Unos pequeños escupitajos blancos aterrizaron en el salpicadero al tiempo que hacía una mueca, como si la sola mención de la Agencia le diera asco. La Agencia Tributaria, la autoridad más temida de todas. Liv intentó ditinguir si estaba mintiendo, si solo se trataba de una invención para fastidiar, pero el viejo sacó la carta y la agitó delante de su cara. Apoyó la uña sucia del dedo índice contra las letras para que ella las viera bien. «Agencia Tributaria, Estocolmo», ponía bien claro. Liv se encogió de hombros, tratando de parecer impasible. Vio a Johnny delante de ella, su rostro iluminado por el resplandor del cigarrillo, las manos ásperas sobre su piel. Abrió un poco la puerta, se asomó al frío.
—Eso no tiene por qué significar gran cosa, mientras pague el alquiler nosotros no tenemos nada que objetar.
El cielo estaba muy bajo, pequeños copos afilados se arremolinaban en el aire antes de golpear el suelo y desaparecer. Vidar se inclinó más hacia ella, hasta estar lo suficientemente cerca para que Liv pudiera sentir el hedor de su boca.
—Lo vigilaré. El más mínimo desliz y sale volando. La gente que tiene deudas no es de fiar. Y yo tengo que pensar en ti y en el chico.
—Creo que exageras.
Él la agarró de la muñeca y la retuvo con una fuerza sorprendente.

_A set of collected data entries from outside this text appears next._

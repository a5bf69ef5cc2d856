use std::collections::{HashSet, VecDeque};
use std::fmt;

use serde::{Deserialize, Serialize};

use enclave_names::TypeName;

use crate::hierarchy::Hierarchy;

/// Outcome of [`verify`]. Surfaced to diagnostics as the rejection reason for
/// a malformed input program, so it serializes.
///
/// Violations are reported as values, not errors: whether a failed
/// verification aborts the whole rewrite is the caller's call (it should).
#[derive(Debug, Clone, PartialEq, Eq, Serialize, Deserialize)]
pub enum VerificationResult {
    Success,
    /// A supertype was referenced but its descriptor never arrived.
    FoundGhost(TypeName),
    /// A final class has subclasses.
    FoundFinalSuperclass(TypeName),
    /// An interface has a concrete superclass other than the universal root.
    FoundInterfaceWithConcreteSuper(TypeName),
    /// A class has more than one non-interface supertype.
    FoundMultipleConcreteSupers(TypeName),
    /// This many nodes are not reachable from the root.
    FoundUnreachable(usize),
}

impl fmt::Display for VerificationResult {
    fn fmt(&self, f: &mut fmt::Formatter<'_>) -> fmt::Result {
        match self {
            VerificationResult::Success => f.write_str("hierarchy verified"),
            VerificationResult::FoundGhost(name) => {
                write!(f, "supertype {name} was referenced but never defined")
            }
            VerificationResult::FoundFinalSuperclass(name) => {
                write!(f, "final class {name} has subclasses")
            }
            VerificationResult::FoundInterfaceWithConcreteSuper(name) => {
                write!(f, "interface {name} has a concrete superclass")
            }
            VerificationResult::FoundMultipleConcreteSupers(name) => {
                write!(f, "class {name} has multiple concrete supertypes")
            }
            VerificationResult::FoundUnreachable(count) => {
                write!(f, "{count} nodes are unreachable from the root")
            }
        }
    }
}

/// Validate the global structural invariants of a completed hierarchy,
/// reporting the first violation found in traversal order.
///
/// Breadth-first from the root, descending child edges in deterministic
/// order. Per node: it is not a ghost; a final class has no children; no
/// interface child hangs under a concrete class other than the universal
/// root; at most one parent is non-interface. Afterwards, every node must
/// have been reached. Nodes trapped in a supertype cycle are never reachable
/// from the root, so cyclic input surfaces as [`FoundUnreachable`]
/// (see DESIGN.md on cycle safety).
///
/// [`FoundUnreachable`]: VerificationResult::FoundUnreachable
pub fn verify(hierarchy: &Hierarchy) -> VerificationResult {
    let root = hierarchy.root();
    let mut queue = VecDeque::from([root.clone()]);
    let mut visited: HashSet<TypeName> = HashSet::from([root.clone()]);

    while let Some(name) = queue.pop_front() {
        let node = hierarchy
            .node(&name)
            .unwrap_or_else(|| panic!("edge references unregistered node {name}"));

        if node.is_ghost() {
            return VerificationResult::FoundGhost(name);
        }

        if node.is_final() && !node.children().is_empty() {
            return VerificationResult::FoundFinalSuperclass(name);
        }

        for child in node.children() {
            if hierarchy.is_interface(child) && !node.is_interface() && name != *root {
                return VerificationResult::FoundInterfaceWithConcreteSuper(child.clone());
            }
        }

        let concrete_parents = node
            .parents()
            .iter()
            .filter(|&parent| !hierarchy.is_interface(parent))
            .count();
        if concrete_parents > 1 {
            return VerificationResult::FoundMultipleConcreteSupers(name);
        }

        for child in node.children() {
            if visited.insert(child.clone()) {
                queue.push_back(child.clone());
            }
        }
    }

    if visited.len() < hierarchy.node_count() {
        // Ghosts have no parents, so a surviving ghost and everything beneath
        // it sits outside the reachable region; name the ghost rather than
        // reporting a bare count when one is to blame.
        let mut unvisited: Vec<&TypeName> = hierarchy
            .names()
            .filter(|name| !visited.contains(name.as_str()))
            .collect();
        unvisited.sort();
        for &name in &unvisited {
            if hierarchy.node(name).is_some_and(|node| node.is_ghost()) {
                return VerificationResult::FoundGhost(name.clone());
            }
        }
        let count = hierarchy.node_count() - visited.len();
        tracing::debug!(count, "verification found unreachable nodes");
        return VerificationResult::FoundUnreachable(count);
    }

    VerificationResult::Success
}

—No será a él a quien vas a ver corriendo por las noches, ¿verdad?
—Suéltame.
—Porque, en ese caso, lo echo hoy mismo, ¿me oyes? Así ya habrá salido antes de que tú vuelvas a casa.
Los copos se arremolinaban fuera. A través de la blancura centelleante se vislumbraba la gasolinera, como un puerto seguro. Liv tomó impulso, se soltó y corrió ciegamente a través de la nieve de primavera. Podía oír cómo él aullaba a su espalda, pero no se volvió ni una sola vez.